Thanks, I think it looks good, but unfortunately I don't see any problems when running this test without your fix (I was assuming that the test would fail). I didn't immediately understand why. Do you see any failures?
Regards,
--
Álvaro Herrera
Álvaro Herrera <alvherre@kurilemu.de> wrote:
ok, this is a patch to enhance the tests. It also simplifies
gen_compressible() a bit and adjusts it so it is (hopefully) more reliable in
generating compressible values. Now it can be used to reproduce the fix [1].Thanks, I think it looks good, but unfortunately I don't see any problems
when running this test without your fix (I was assuming that the test would
fail). I didn't immediately understand why. Do you see any failures?

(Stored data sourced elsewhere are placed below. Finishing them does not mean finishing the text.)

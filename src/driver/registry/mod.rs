//! Routes controller interrupts to the driver that owns the controller.
//!
//! Vendor HALs usually hand every CAN interrupt to one global callback with a
//! peripheral handle. The registry maps that handle to a driver so several
//! buses can run side by side without a global driver pointer. It is filled
//! before interrupts are unmasked and only read afterwards.
use crate::error::RegistryError;
use crate::protocol::transport::can_frame::CanFrame;

/// Identity of a hardware bus, typically the peripheral base address or the
/// address of the vendor handle struct.
#[derive(Clone, Copy, Debug, PartialEq, Eq, Hash)]
#[cfg_attr(feature = "defmt", derive(defmt::Format))]
pub struct BusHandle(pub usize);

impl BusHandle {
    /// Use the address of a vendor handle as identity.
    pub fn from_ptr<T>(ptr: *const T) -> Self {
        Self(ptr as usize)
    }
}

/// Interrupt entry points of a driver reachable through a shared reference.
pub trait CanInterrupts {
    /// One frame was read out of the controller receive FIFO.
    fn on_frame_received(&self, frame: &CanFrame);
    /// One transmit mailbox completed.
    fn on_mailbox_free(&self);
}

type Entry<'a> = Option<(BusHandle, &'a (dyn CanInterrupts + Sync))>;

/// Fixed-size handle → driver table.
pub struct BusRegistry<'a, const MAX: usize> {
    entries: [Entry<'a>; MAX],
}

impl<'a, const MAX: usize> Default for BusRegistry<'a, MAX> {
    fn default() -> Self {
        Self::new()
    }
}

impl<'a, const MAX: usize> BusRegistry<'a, MAX> {
    pub const fn new() -> Self {
        Self {
            entries: [None; MAX],
        }
    }

    /// Attach `driver` to `handle`. Each handle can be registered once.
    pub fn register(
        &mut self,
        handle: BusHandle,
        driver: &'a (dyn CanInterrupts + Sync),
    ) -> Result<(), RegistryError> {
        if self.lookup(handle).is_some() {
            return Err(RegistryError::AlreadyRegistered { handle });
        }
        let free = self
            .entries
            .iter_mut()
            .find(|entry| entry.is_none())
            .ok_or(RegistryError::Full)?;
        *free = Some((handle, driver));
        Ok(())
    }

    /// Driver owning `handle`, if any.
    pub fn lookup(&self, handle: BusHandle) -> Option<&'a (dyn CanInterrupts + Sync)> {
        self.entries
            .iter()
            .flatten()
            .find(|(owner, _)| *owner == handle)
            .map(|(_, driver)| *driver)
    }

    pub fn len(&self) -> usize {
        self.entries.iter().flatten().count()
    }

    pub fn is_empty(&self) -> bool {
        self.len() == 0
    }

    /// Forward a received frame. Unknown handles drop the event and return
    /// `false`.
    pub fn on_frame_received(&self, handle: BusHandle, frame: &CanFrame) -> bool {
        match self.lookup(handle) {
            Some(driver) => {
                driver.on_frame_received(frame);
                true
            }
            None => {
                #[cfg(feature = "defmt")]
                defmt::trace!("rx event for unknown bus {}", handle);
                false
            }
        }
    }

    /// Forward a mailbox-free event. Unknown handles drop the event and
    /// return `false`.
    pub fn on_mailbox_free(&self, handle: BusHandle) -> bool {
        match self.lookup(handle) {
            Some(driver) => {
                driver.on_mailbox_free();
                true
            }
            None => {
                #[cfg(feature = "defmt")]
                defmt::trace!("tx event for unknown bus {}", handle);
                false
            }
        }
    }
}

#[cfg(test)]
#[path = "tests.rs"]
mod tests;
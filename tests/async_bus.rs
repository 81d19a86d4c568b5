//! Async `CanBus` view over an interrupt-shared driver.
mod helpers;

use std::sync::Arc;

use helpers::{tagged, SimController};
use korri_can_sched::driver::registry::CanInterrupts;
use korri_can_sched::driver::shared::SharedDriver;
use korri_can_sched::driver::DriverConfig;
use korri_can_sched::infra::ring::OverflowPolicy;
use korri_can_sched::error::BusError;
use korri_can_sched::protocol::transport::traits::can_bus::CanBus;
use tokio::time::{sleep, timeout, Duration};

type Bus = SharedDriver<SimController, 14, 14>;

#[tokio::test]
async fn test_recv_wakes_on_receive_interrupt() {
    let shared = Arc::new(Bus::new(SimController::new(3), DriverConfig::default()));
    shared.open().expect("sim opens");

    let isr = Arc::clone(&shared);
    let producer = tokio::spawn(async move {
        sleep(Duration::from_millis(20)).await;
        isr.on_frame_received(&tagged(3, 33));
    });

    let mut bus = shared.bus();
    let frame = timeout(Duration::from_secs(1), bus.recv())
        .await
        .expect("receive interrupt must wake the reader")
        .expect("recv never fails");
    assert_eq!(frame.data[0], 33);
    producer.await.expect("producer task");
}

#[tokio::test]
async fn test_recv_returns_buffered_frames_first() {
    let shared = Bus::new(SimController::new(3), DriverConfig::default());
    shared.open().expect("sim opens");
    shared.on_frame_received(&tagged(6, 60));
    shared.on_frame_received(&tagged(0, 1));

    let mut bus = shared.bus();
    assert_eq!(bus.recv().await.map(|f| f.data[0]), Ok(1));
    assert_eq!(bus.recv().await.map(|f| f.data[0]), Ok(60));
}

#[tokio::test]
async fn test_send_goes_through_scheduler() {
    let shared = Bus::new(SimController::new(1), DriverConfig::default());
    shared.open().expect("sim opens");

    let mut bus = shared.bus();
    bus.send(&tagged(4, 1)).await.expect("direct send");
    bus.send(&tagged(4, 2)).await.expect("buffered");
    assert_eq!(shared.with(|d| d.adapter().wire_tags()), vec![1]);

    shared.with(|d| d.adapter_mut().finish_one());
    shared.on_mailbox_free();
    assert_eq!(shared.with(|d| d.adapter().wire_tags()), vec![1, 2]);
}

#[tokio::test]
async fn test_send_reports_rejection() {
    let config = DriverConfig {
        tx_overflow: OverflowPolicy::Reject,
        ..DriverConfig::default()
    };
    // 7 slots over 7 lanes: a single slot per lane.
    let shared = SharedDriver::<SimController, 7, 7>::new(SimController::new(1), config);
    shared.open().expect("sim opens");

    let mut bus = shared.bus();
    bus.send(&tagged(2, 1)).await.expect("direct send");
    bus.send(&tagged(2, 2)).await.expect("buffered");
    assert_eq!(bus.send(&tagged(2, 3)).await, Err(BusError::TransmitRejected));
}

The enhanced tests should reproduce it (please let me know if they dont):
/messages/by-id/44015.1776685220@localhost
--
Antonin Houska
Web: https://www.cybertec-postgresql.com
Antonin Houska <ah@cybertec.at> wrote:
Álvaro Herrera <alvherre@kurilemu.de> wrote:
ok, this is a patch to enhance the tests. It also simplifies
gen_compressible() a bit and adjusts it so it is (hopefully) more reliable in
generating compressible values. Now it can be used to reproduce the fix [1].Thanks, I think it looks good, but unfortunately I don't see any problems
when running this test without your fix (I was assuming that the test would
fail). I didn't immediately understand why. Do you see any failures?The enhanced tests should reproduce it (please let me know if they dont):
I see you actually refer to the correct tests. I see no failure now as
well. I'll try to make the tests more stable. Sorry for the confusion.
--
Antonin Houska
Web: https://www.cybertec-postgresql.com
On 2026-Apr-26, Antonin Houska wrote:
I see you actually refer to the correct tests. I see no failure now as
well. I'll try to make the tests more stable. Sorry for the confusion.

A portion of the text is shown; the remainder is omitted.